To do.
Lines from the listing below that contain the string "every" are to be reported.

Data shown.
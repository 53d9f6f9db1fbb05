//! Schema model: data types, values, columns with stable tags, schemas, rows
//! and reconciliation between schema versions.

mod reconcile;
mod row;
mod schema;
mod types;
mod value;

pub use reconcile::{reconcile, ColumnMapping, MappedColumn};
pub use row::{format_key, Row};
pub use schema::{Schema, SchemaBuilder, SchemaError};
pub use types::{Column, DataType, KeyFamily, KeyRole, Tag};
pub use value::{coerce, parse_timestamp, CoercionError, Value};
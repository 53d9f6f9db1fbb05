//! Column values, canonical equality and type coercion.

use std::fmt;

use chrono::{DateTime, NaiveDateTime, Utc};
use serde::{Deserialize, Serialize};

use super::types::DataType;

/// A single cell value.
///
/// Physical width is a property of the column type, not of the value: every
/// integer is an `Int(i64)` and every floating point number a `Float(f64)`.
#[derive(Debug, Clone, Serialize, Deserialize)]
#[serde(rename_all = "snake_case")]
pub enum Value {
    Null,
    Bool(bool),
    Int(i64),
    Float(f64),
    Text(String),
    Timestamp(DateTime<Utc>),
    Json(serde_json::Value),
}

pub(crate) static NULL: Value = Value::Null;

impl Value {
    pub fn is_null(&self) -> bool {
        matches!(self, Value::Null)
    }

    pub fn text(s: impl Into<String>) -> Self {
        Value::Text(s.into())
    }

    /// short name of the value's kind, used in messages
    pub fn kind(&self) -> &'static str {
        match self {
            Value::Null => "null",
            Value::Bool(_) => "bool",
            Value::Int(_) => "int",
            Value::Float(_) => "float",
            Value::Text(_) => "text",
            Value::Timestamp(_) => "timestamp",
            Value::Json(_) => "json",
        }
    }

    pub fn as_i64(&self) -> Option<i64> {
        match self {
            Value::Int(i) => Some(*i),
            _ => None,
        }
    }

    pub fn as_str(&self) -> Option<&str> {
        match self {
            Value::Text(s) => Some(s),
            _ => None,
        }
    }
}

fn float_eq_int(f: f64, i: i64) -> bool {
    f.is_finite() && f.fract() == 0.0 && f >= i64::MIN as f64 && f < i64::MAX as f64 && f as i64 == i
}

/// Canonical, type-aware equality: `Int(1) == Float(1.0)`, NaN equals NaN.
impl PartialEq for Value {
    fn eq(&self, other: &Self) -> bool {
        match (self, other) {
            (Value::Null, Value::Null) => true,
            (Value::Bool(a), Value::Bool(b)) => a == b,
            (Value::Int(a), Value::Int(b)) => a == b,
            (Value::Float(a), Value::Float(b)) => a == b || (a.is_nan() && b.is_nan()),
            (Value::Int(i), Value::Float(f)) | (Value::Float(f), Value::Int(i)) => float_eq_int(*f, *i),
            (Value::Text(a), Value::Text(b)) => a == b,
            (Value::Timestamp(a), Value::Timestamp(b)) => a == b,
            (Value::Json(a), Value::Json(b)) => a == b,
            _ => false,
        }
    }
}

impl fmt::Display for Value {
    fn fmt(&self, f: &mut fmt::Formatter<'_>) -> fmt::Result {
        match self {
            Value::Null => write!(f, "NULL"),
            Value::Bool(b) => write!(f, "{}", b),
            Value::Int(i) => write!(f, "{}", i),
            Value::Float(x) => write!(f, "{}", x),
            Value::Text(s) => write!(f, "'{}'", s),
            Value::Timestamp(t) => write!(f, "'{}'", t.to_rfc3339()),
            Value::Json(j) => write!(f, "{}", j),
        }
    }
}

impl From<i64> for Value {
    fn from(v: i64) -> Self {
        Value::Int(v)
    }
}

impl From<i32> for Value {
    fn from(v: i32) -> Self {
        Value::Int(v as i64)
    }
}

impl From<f64> for Value {
    fn from(v: f64) -> Self {
        Value::Float(v)
    }
}

impl From<bool> for Value {
    fn from(v: bool) -> Self {
        Value::Bool(v)
    }
}

impl From<&str> for Value {
    fn from(v: &str) -> Self {
        Value::Text(v.to_string())
    }
}

impl From<String> for Value {
    fn from(v: String) -> Self {
        Value::Text(v)
    }
}

impl From<DateTime<Utc>> for Value {
    fn from(v: DateTime<Utc>) -> Self {
        Value::Timestamp(v)
    }
}

impl<T: Into<Value>> From<Option<T>> for Value {
    fn from(v: Option<T>) -> Self {
        v.map(Into::into).unwrap_or(Value::Null)
    }
}

/// A value that could not be converted to a column type.
#[derive(Debug, Clone, PartialEq, thiserror::Error)]
#[error("unable to coerce {value} to {target}")]
pub struct CoercionError {
    pub value: String,
    pub target: DataType,
}

/// Convert `value` to `target`, following the coercion table:
///
/// | from \ to  | int types     | float types | bool  | text   | timestamp | json | uuid  |
/// |------------|---------------|-------------|-------|--------|-----------|------|-------|
/// | int        | range checked | always      | 0 / 1 | always | -         | yes  | -     |
/// | float      | integral only | always      | -     | always | -         | yes  | -     |
/// | bool       | 0 / 1         | 0.0 / 1.0   | yes   | always | -         | yes  | -     |
/// | text       | parse         | parse       | parse | yes    | parse     | parse| parse |
/// | timestamp  | -             | -           | -     | always | yes       | -    | -     |
/// | json       | numbers       | numbers     | bools | always | -         | yes  | -     |
pub fn coerce(value: &Value, target: &DataType) -> Result<Value, CoercionError> {
    let fail = || CoercionError {
        value: value.to_string(),
        target: *target,
    };

    if value.is_null() {
        return Ok(Value::Null);
    }
    if let Ok(conformed) = target.conform(value.clone()) {
        return Ok(conformed);
    }

    let converted = match (value, target) {
        (Value::Int(i), t) if t.is_float() => Value::Float(*i as f64),
        (Value::Int(i), DataType::Boolean) => match i {
            0 => Value::Bool(false),
            1 => Value::Bool(true),
            _ => return Err(fail()),
        },
        (Value::Int(i), t) if t.is_textual() => Value::Text(i.to_string()),
        (Value::Int(i), DataType::Json) => Value::Json(serde_json::Value::from(*i)),

        (Value::Float(f), t) if t.is_integer() => {
            if f.is_finite() && f.fract() == 0.0 && *f >= i64::MIN as f64 && *f < i64::MAX as f64 {
                Value::Int(*f as i64)
            } else {
                return Err(fail());
            }
        }
        (Value::Float(f), t) if t.is_textual() => Value::Text(f.to_string()),
        (Value::Float(f), DataType::Json) => match serde_json::Number::from_f64(*f) {
            Some(n) => Value::Json(serde_json::Value::Number(n)),
            None => return Err(fail()),
        },

        (Value::Bool(b), t) if t.is_integer() => Value::Int(*b as i64),
        (Value::Bool(b), t) if t.is_float() => Value::Float(if *b { 1.0 } else { 0.0 }),
        (Value::Bool(b), t) if t.is_textual() => Value::Text(b.to_string()),
        (Value::Bool(b), DataType::Json) => Value::Json(serde_json::Value::Bool(*b)),

        (Value::Text(s), t) => parse_text(s.trim(), t).ok_or_else(fail)?,

        (Value::Timestamp(ts), t) if t.is_textual() => Value::Text(ts.to_rfc3339()),

        (Value::Json(j), t) if t.is_textual() => Value::Text(j.to_string()),
        (Value::Json(serde_json::Value::Number(n)), t) if t.is_integer() => {
            Value::Int(n.as_i64().ok_or_else(fail)?)
        }
        (Value::Json(serde_json::Value::Number(n)), t) if t.is_float() => {
            Value::Float(n.as_f64().ok_or_else(fail)?)
        }
        (Value::Json(serde_json::Value::Bool(b)), DataType::Boolean) => Value::Bool(*b),

        _ => return Err(fail()),
    };

    // second pass applies range, width and length rules of the target
    target.conform(converted).map_err(|_| fail())
}

fn parse_text(s: &str, target: &DataType) -> Option<Value> {
    match target {
        t if t.is_integer() => s.parse::<i64>().ok().map(Value::Int),
        t if t.is_float() => s.parse::<f64>().ok().map(Value::Float),
        DataType::Boolean => match s.to_ascii_lowercase().as_str() {
            "true" | "1" => Some(Value::Bool(true)),
            "false" | "0" => Some(Value::Bool(false)),
            _ => None,
        },
        DataType::Timestamp => parse_timestamp(s).map(Value::Timestamp),
        DataType::Json => serde_json::from_str(s).ok().map(Value::Json),
        _ => Some(Value::Text(s.to_string())),
    }
}

/// parse RFC 3339 or `YYYY-MM-DD HH:MM:SS` (taken as UTC)
pub fn parse_timestamp(s: &str) -> Option<DateTime<Utc>> {
    if let Ok(ts) = DateTime::parse_from_rfc3339(s) {
        return Some(ts.with_timezone(&Utc));
    }
    ["%Y-%m-%d %H:%M:%S", "%Y-%m-%dT%H:%M:%S", "%Y-%m-%d %H:%M:%S%.f"]
        .iter()
        .find_map(|fmt| NaiveDateTime::parse_from_str(s, fmt).ok())
        .map(|naive| naive.and_utc())
}

#[cfg(test)]
mod tests {
    use super::*;

    #[test]
    fn test_canonical_equality() {
        assert_eq!(Value::Int(1), Value::Float(1.0));
        assert_ne!(Value::Int(1), Value::Float(1.5));
        assert_eq!(Value::Float(f64::NAN), Value::Float(f64::NAN));
        assert_ne!(Value::Int(1), Value::text("1"));
        assert_ne!(Value::Null, Value::Int(0));
    }

    #[test]
    fn test_integer_widening_and_narrowing() {
        assert_eq!(coerce(&Value::Int(300), &DataType::BigInt).unwrap(), Value::Int(300));
        assert!(coerce(&Value::Int(300), &DataType::TinyInt).is_err());
        assert_eq!(coerce(&Value::Int(-128), &DataType::TinyInt).unwrap(), Value::Int(-128));
    }

    #[test]
    fn test_numeric_to_text_always_succeeds() {
        assert_eq!(coerce(&Value::Int(42), &DataType::Text).unwrap(), Value::text("42"));
        assert_eq!(coerce(&Value::Float(2.5), &DataType::Text).unwrap(), Value::text("2.5"));
        assert_eq!(coerce(&Value::Bool(true), &DataType::Text).unwrap(), Value::text("true"));
    }

    #[test]
    fn test_text_to_number_requires_literal() {
        assert_eq!(coerce(&Value::text(" 17 "), &DataType::Int).unwrap(), Value::Int(17));
        assert!(coerce(&Value::text("seventeen"), &DataType::Int).is_err());
        assert_eq!(coerce(&Value::text("1.25"), &DataType::Double).unwrap(), Value::Float(1.25));
        assert!(coerce(&Value::text("1.25"), &DataType::Int).is_err());
    }

    #[test]
    fn test_float_to_int_only_when_integral() {
        assert_eq!(coerce(&Value::Float(3.0), &DataType::Int).unwrap(), Value::Int(3));
        assert!(coerce(&Value::Float(3.5), &DataType::Int).is_err());
        assert!(coerce(&Value::Float(f64::INFINITY), &DataType::BigInt).is_err());
    }

    #[test]
    fn test_varchar_length_is_enforced() {
        assert!(coerce(&Value::Int(123456), &DataType::Varchar(3)).is_err());
        assert_eq!(coerce(&Value::Int(123), &DataType::Varchar(3)).unwrap(), Value::text("123"));
    }

    #[test]
    fn test_text_to_timestamp() {
        let ts = coerce(&Value::text("2024-05-01 10:30:00"), &DataType::Timestamp).unwrap();
        match ts {
            Value::Timestamp(t) => assert_eq!(t.to_rfc3339(), "2024-05-01T10:30:00+00:00"),
            other => panic!("unexpected {:?}", other),
        }
        assert!(coerce(&Value::text("yesterday"), &DataType::Timestamp).is_err());
    }

    #[test]
    fn test_null_always_coerces() {
        assert_eq!(coerce(&Value::Null, &DataType::Uuid).unwrap(), Value::Null);
    }

    #[test]
    fn test_bool_int_coercions() {
        assert_eq!(coerce(&Value::Bool(true), &DataType::Int).unwrap(), Value::Int(1));
        assert_eq!(coerce(&Value::Int(0), &DataType::Boolean).unwrap(), Value::Bool(false));
        assert!(coerce(&Value::Int(7), &DataType::Boolean).is_err());
    }
}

Written solution.
/// Physical width is a property of the column type, not of the value: every
/// integer is an `Int(i64)` and every floating point number a `Float(f64)`.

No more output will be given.